Brown also served for two-years as a student staff receptionist for the school’s Multicultural Student Services Center, where she worked closely with senior staff of the Office for Diversity, Equity and Community Engagement to create a welcoming, enriching environment for all students of color. Brown was particularly involved with organizing Asian-Pacific Islander Heritage Month as a member of the Hawaii Club, where she participated in coordinating performances for their yearly Lu’au.
Summer of 2019, Brown first became interested in professional language services through an internship for the Community Interpreter Program at the International Rescue Committee (IRC). There she worked with the team to screen new interpreters and assist in general training for their assignments with IRC clients. “I learned so much about the hardships language professionals face from the feedback of our contractors,” reflected Brown. “Legislatively, there lacks protection for this essential job sector, and it stems from our country’s misunderstandings of multilingualism.”
Proficient in English, Twi, Korean, and Spanish, Brown describes herself as an “avid language enthusiast” and hopes to continue to expand her knowledge of the language industry through her internship with the JNCL-NCLIS. “Growing up, I felt like I was always exploring global languages at school or in my own free time,” she says. “ I quickly noticed that self-study tools for certain critical languages, such as Korean, were limited and underrepresented in education. I want to bring my passion for language study to my role at JNCL-NCLIS to help shape a more accessible, multilingual future for all young learners."

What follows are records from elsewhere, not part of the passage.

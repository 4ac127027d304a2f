//! CLI configuration loaded from environment variables.
//!
//! # Environment Variables
//!
//! ## Optional
//! - `CART_*` - Cart store settings, see [`CartConfig`]
//! - `CART_LOG_FORMAT` - `text` or `json` (default: text)
//! - `SENTRY_DSN` - Sentry error tracking DSN

use gomarketplace_cart::{CartConfig, ConfigError};

/// Log output format.
#[derive(Debug, Clone, Copy, PartialEq, Eq, Default)]
pub enum LogFormat {
    #[default]
    Text,
    Json,
}

/// CLI application configuration.
#[derive(Debug, Clone)]
pub struct CliConfig {
    /// Cart store settings
    pub cart: CartConfig,
    /// Log output format
    pub log_format: LogFormat,
    /// Sentry DSN for error tracking
    pub sentry_dsn: Option<String>,
}

impl CliConfig {
    /// Load configuration from environment variables.
    ///
    /// Cart settings come from [`CartConfig::from_env`], which also loads a
    /// `.env` file if present.
    ///
    /// # Errors
    ///
    /// Returns `ConfigError` if a variable is set to an invalid value.
    pub fn from_env() -> Result<Self, ConfigError> {
        let cart = CartConfig::from_env()?;
        Self::with_cart(cart, |key| std::env::var(key).ok())
    }

    /// Read the CLI-only settings on top of already loaded cart settings.
    fn with_cart(
        cart: CartConfig,
        lookup: impl Fn(&str) -> Option<String>,
    ) -> Result<Self, ConfigError> {
        let log_format = match lookup("CART_LOG_FORMAT").as_deref().map(str::trim) {
            None | Some("" | "text") => LogFormat::Text,
            Some("json") => LogFormat::Json,
            Some(other) => {
                return Err(ConfigError::InvalidEnvVar(
                    "CART_LOG_FORMAT".to_string(),
                    format!("expected 'text' or 'json', got '{other}'"),
                ));
            }
        };

        let sentry_dsn = lookup("SENTRY_DSN").filter(|dsn| !dsn.is_empty());

        Ok(Self {
            cart,
            log_format,
            sentry_dsn,
        })
    }
}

If you would like to reach out to Rachel for further inquiries and/or discussions on her work, she can be reached at firstname.lastname@example.org
Established in 1972, the Joint National Committee for Languages (JNCL) and the National Council for Languages and International Studies (NCLIS) represent the Language Enterprise to the US government and business community. Our membership includes over 130 organizations, which employ more than 300,000 language professionals globally. Together, we form an all-inclusive network and encompass all areas of the language field: exchanges, research, technology, translation, interpretation, localization, testing and more. Our mission is to ensure that Americans have the opportunity to learn English and at least one other language.